> _Data records_:
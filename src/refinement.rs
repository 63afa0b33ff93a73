//! Refinement of B-spline patches that keeps neighboring patches conforming.
//!
//! Refining a patch in a multipatch refines every patch reachable from it through interfaces,
//! with the refinement carried across each interface by the interface orientation. A single
//! set of refined patch ids is shared by the whole pass, so every patch in the connected
//! component is refined exactly once even if the interface graph has cycles.
//!
//! Refinement never modifies a patch in place. A rebuilt patch with the same id, the refined
//! space and transformed grids replaces the old one in the multipatch. Interfaces are keyed by
//! patch id and carry over unchanged. A failure part way through a pass leaves the patches
//! refined so far in their refined state.
use crate::error::IgaError;
use crate::grid_function::{ControlGridData, CONTROL_POINT};
use crate::interface::PatchInterface;
use crate::multipatch::MultiPatch;
use crate::patch::{Patch, PatchId};
use crate::space::BSplinesFESpace;
use crate::util::tensor_product;
use log::debug;
use nalgebra::DimName;
use nalgebra_sparse::CsrMatrix;
use std::collections::{BTreeMap, BTreeSet};

pub mod detail;

/// Transformation matrix used for each refined patch, keyed by patch id.
///
/// The matrix of a patch maps its old control values to its new ones. It can be used to
/// re-express nodal data that lives outside the patch in the refined basis.
pub type TransformationMap = BTreeMap<PatchId, CsrMatrix<f64>>;

/// A refinement that can be applied to a single patch and carried across an interface.
trait Refinement: Sized {
    const NAME: &'static str;

    fn check_dim(&self, dim: usize) -> Result<(), IgaError>;

    /// The refined space and the control value transformation for the given space.
    fn refine_space<D: DimName>(
        &self,
        space: &BSplinesFESpace<D>,
    ) -> Result<(BSplinesFESpace<D>, CsrMatrix<f64>), IgaError>;

    /// The refinement to apply to `interface.patch2()` so that the shared boundary stays
    /// conforming.
    fn transport<D: DimName>(&self, interface: &PatchInterface, neighbor: &Patch<D>) -> Result<Self, IgaError>;
}

struct KnotInsertion(Vec<Vec<f64>>);

struct DegreeElevation(Vec<usize>);

impl Refinement for KnotInsertion {
    const NAME: &'static str = "knot insertion";

    fn check_dim(&self, dim: usize) -> Result<(), IgaError> {
        check_len(dim, self.0.len())
    }

    fn refine_space<D: DimName>(
        &self,
        space: &BSplinesFESpace<D>,
    ) -> Result<(BSplinesFESpace<D>, CsrMatrix<f64>), IgaError> {
        let mut knot_vectors = Vec::with_capacity(D::dim());
        let mut operators = Vec::with_capacity(D::dim());
        for (d, knots) in self.0.iter().enumerate() {
            let (refined, operator) = detail::knot_insertion_operator(space.knot_vector(d), space.order(d), knots)?;
            knot_vectors.push(refined);
            operators.push(operator);
        }
        let refined = BSplinesFESpace::new(knot_vectors, space.orders().to_vec())?;
        Ok((refined, tensor_product(&operators)))
    }

    fn transport<D: DimName>(&self, interface: &PatchInterface, neighbor: &Patch<D>) -> Result<Self, IgaError> {
        let neighbor_space = neighbor.bsplines_space()?;
        let mut knots = vec![Vec::new(); D::dim()];
        for (axis, own_knots) in self.0.iter().enumerate() {
            if let Some((neighbor_axis, direction)) = interface.transport_axis(axis) {
                let neighbor_knots = neighbor_space.knot_vector(neighbor_axis);
                knots[neighbor_axis] = if direction.is_reversed() {
                    own_knots
                        .iter()
                        .map(|&k| neighbor_knots.reverse_parameter(k))
                        .collect()
                } else {
                    own_knots.clone()
                };
            }
        }
        Ok(Self(knots))
    }
}

impl Refinement for DegreeElevation {
    const NAME: &'static str = "degree elevation";

    fn check_dim(&self, dim: usize) -> Result<(), IgaError> {
        check_len(dim, self.0.len())
    }

    fn refine_space<D: DimName>(
        &self,
        space: &BSplinesFESpace<D>,
    ) -> Result<(BSplinesFESpace<D>, CsrMatrix<f64>), IgaError> {
        let mut knot_vectors = Vec::with_capacity(D::dim());
        let mut orders = Vec::with_capacity(D::dim());
        let mut operators = Vec::with_capacity(D::dim());
        for (d, &increment) in self.0.iter().enumerate() {
            let (elevated, operator) =
                detail::degree_elevation_operator(space.knot_vector(d), space.order(d), increment)?;
            knot_vectors.push(elevated);
            orders.push(space.order(d) + increment);
            operators.push(operator);
        }
        let refined = BSplinesFESpace::new(knot_vectors, orders)?;
        Ok((refined, tensor_product(&operators)))
    }

    fn transport<D: DimName>(&self, interface: &PatchInterface, _neighbor: &Patch<D>) -> Result<Self, IgaError> {
        let mut increments = vec![0; D::dim()];
        for (axis, &increment) in self.0.iter().enumerate() {
            if let Some((neighbor_axis, _)) = interface.transport_axis(axis) {
                increments[neighbor_axis] = increment;
            }
        }
        Ok(Self(increments))
    }
}

fn check_len(dim: usize, len: usize) -> Result<(), IgaError> {
    if len == dim {
        Ok(())
    } else {
        Err(IgaError::DimensionMismatch {
            expected: dim,
            found: len,
        })
    }
}

/// Builds the refined version of a patch without touching the original.
fn refine_patch<D: DimName, R: Refinement>(
    patch: &Patch<D>,
    refinement: &R,
) -> Result<(Patch<D>, CsrMatrix<f64>), IgaError> {
    refinement.check_dim(D::dim())?;
    let (space, t) = refinement.refine_space(patch.bsplines_space()?)?;
    let shape = Some(space.numbers());

    let control_points = patch.control_points()?;
    let old_weights = control_points.weights();
    let new_control_points = control_points.transform(&t, shape.clone());
    let new_weights = new_control_points.weights();

    let mut grids: BTreeMap<String, ControlGridData> = patch
        .grids()
        .iter()
        .filter(|(name, _)| name.as_str() != CONTROL_POINT)
        .map(|(name, grid)| (name.clone(), grid.refine(&t, &old_weights, &new_weights, shape.clone())))
        .collect();
    grids.insert(CONTROL_POINT.to_string(), ControlGridData::ControlPoint(new_control_points));

    let mut refined = Patch::new(patch.id(), space);
    refined.set_prefix(patch.prefix());
    refined.replace_grids(grids);
    for interface in patch.interfaces() {
        refined.add_interface(interface.clone());
    }
    debug!(
        "Patch {}: {} maps {} control values to {}",
        patch.id(),
        R::NAME,
        t.ncols(),
        t.nrows()
    );
    Ok((refined, t))
}

fn refine_recursively<D: DimName, R: Refinement>(
    multipatch: &mut MultiPatch<D>,
    id: PatchId,
    refinement: &R,
    refined_patches: &mut BTreeSet<PatchId>,
    transformations: &mut TransformationMap,
) -> Result<(), IgaError> {
    if refined_patches.contains(&id) {
        return Ok(());
    }
    let (new_patch, t) = refine_patch(multipatch.patch(id)?, refinement)?;
    let interfaces = new_patch.interfaces().to_vec();
    multipatch.replace_patch(new_patch)?;
    refined_patches.insert(id);
    transformations.insert(id, t);

    for interface in &interfaces {
        let neighbor_id = interface.patch2();
        if refined_patches.contains(&neighbor_id) {
            continue;
        }
        let neighbor_refinement = refinement.transport(interface, multipatch.patch(neighbor_id)?)?;
        refine_recursively(
            multipatch,
            neighbor_id,
            &neighbor_refinement,
            refined_patches,
            transformations,
        )?;
    }
    Ok(())
}

fn refine_multipatch<D: DimName, R: Refinement>(
    multipatch: &mut MultiPatch<D>,
    id: PatchId,
    refinement: &R,
) -> Result<(BTreeSet<PatchId>, TransformationMap), IgaError> {
    let patch = multipatch.patch(id)?;
    refinement.check_dim(D::dim())?;
    if D::dim() >= 3 && patch.number_of_interfaces() > 0 {
        return Err(IgaError::Unsupported(format!(
            "{} across the interfaces of 3D patch {id}",
            R::NAME
        )));
    }
    let mut refined_patches = BTreeSet::new();
    let mut transformations = TransformationMap::new();
    refine_recursively(multipatch, id, refinement, &mut refined_patches, &mut transformations)?;
    Ok((refined_patches, transformations))
}

fn refine_standalone<D: DimName, R: Refinement>(
    patch: &mut Patch<D>,
    refinement: &R,
) -> Result<CsrMatrix<f64>, IgaError> {
    if patch.number_of_interfaces() > 0 || patch.parent_multipatch().is_some() {
        return Err(IgaError::InvalidArgument(format!(
            "patch {} belongs to a multipatch and must be refined through it",
            patch.id()
        )));
    }
    let (refined, t) = refine_patch(patch, refinement)?;
    *patch = refined;
    Ok(t)
}

/// Inserts knots into a patch and all patches connected to it.
///
/// `knots[d]` lists the knots to insert in parametric direction `d`, in any order. Returns the
/// ids of all refined patches.
///
/// # Errors
///
/// Fails if the patch is not a B-splines patch, if a knot is not strictly inside the domain
/// or would exceed multiplicity `order + 1`, or if the patch is a 3D patch with interfaces.
pub fn insert_knots<D: DimName>(
    multipatch: &mut MultiPatch<D>,
    id: PatchId,
    knots: &[Vec<f64>],
) -> Result<BTreeSet<PatchId>, IgaError> {
    let (refined, _) = refine_multipatch(multipatch, id, &KnotInsertion(knots.to_vec()))?;
    Ok(refined)
}

/// Like [`insert_knots`], but returns the transformation matrix of every refined patch.
pub fn insert_knots_with_transformations<D: DimName>(
    multipatch: &mut MultiPatch<D>,
    id: PatchId,
    knots: &[Vec<f64>],
) -> Result<TransformationMap, IgaError> {
    let (_, transformations) = refine_multipatch(multipatch, id, &KnotInsertion(knots.to_vec()))?;
    Ok(transformations)
}

/// Raises the order of a patch and all patches connected to it.
///
/// `increments[d]` is the order increment in parametric direction `d`. Neighbors receive the
/// increments of the axes along the shared boundary.
pub fn degree_elevate<D: DimName>(
    multipatch: &mut MultiPatch<D>,
    id: PatchId,
    increments: &[usize],
) -> Result<BTreeSet<PatchId>, IgaError> {
    let (refined, _) = refine_multipatch(multipatch, id, &DegreeElevation(increments.to_vec()))?;
    Ok(refined)
}

pub fn degree_elevate_with_transformations<D: DimName>(
    multipatch: &mut MultiPatch<D>,
    id: PatchId,
    increments: &[usize],
) -> Result<TransformationMap, IgaError> {
    let (_, transformations) = refine_multipatch(multipatch, id, &DegreeElevation(increments.to_vec()))?;
    Ok(transformations)
}

/// Inserts knots into a patch that does not belong to a multipatch.
pub fn insert_knots_standalone<D: DimName>(
    patch: &mut Patch<D>,
    knots: &[Vec<f64>],
) -> Result<CsrMatrix<f64>, IgaError> {
    refine_standalone(patch, &KnotInsertion(knots.to_vec()))
}

/// Raises the order of a patch that does not belong to a multipatch.
pub fn degree_elevate_standalone<D: DimName>(
    patch: &mut Patch<D>,
    increments: &[usize],
) -> Result<CsrMatrix<f64>, IgaError> {
    refine_standalone(patch, &DegreeElevation(increments.to_vec()))
}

> _Action item_: State how many lines of the data above contain the string "Raises", and give no other words.

> _Answer box_: 2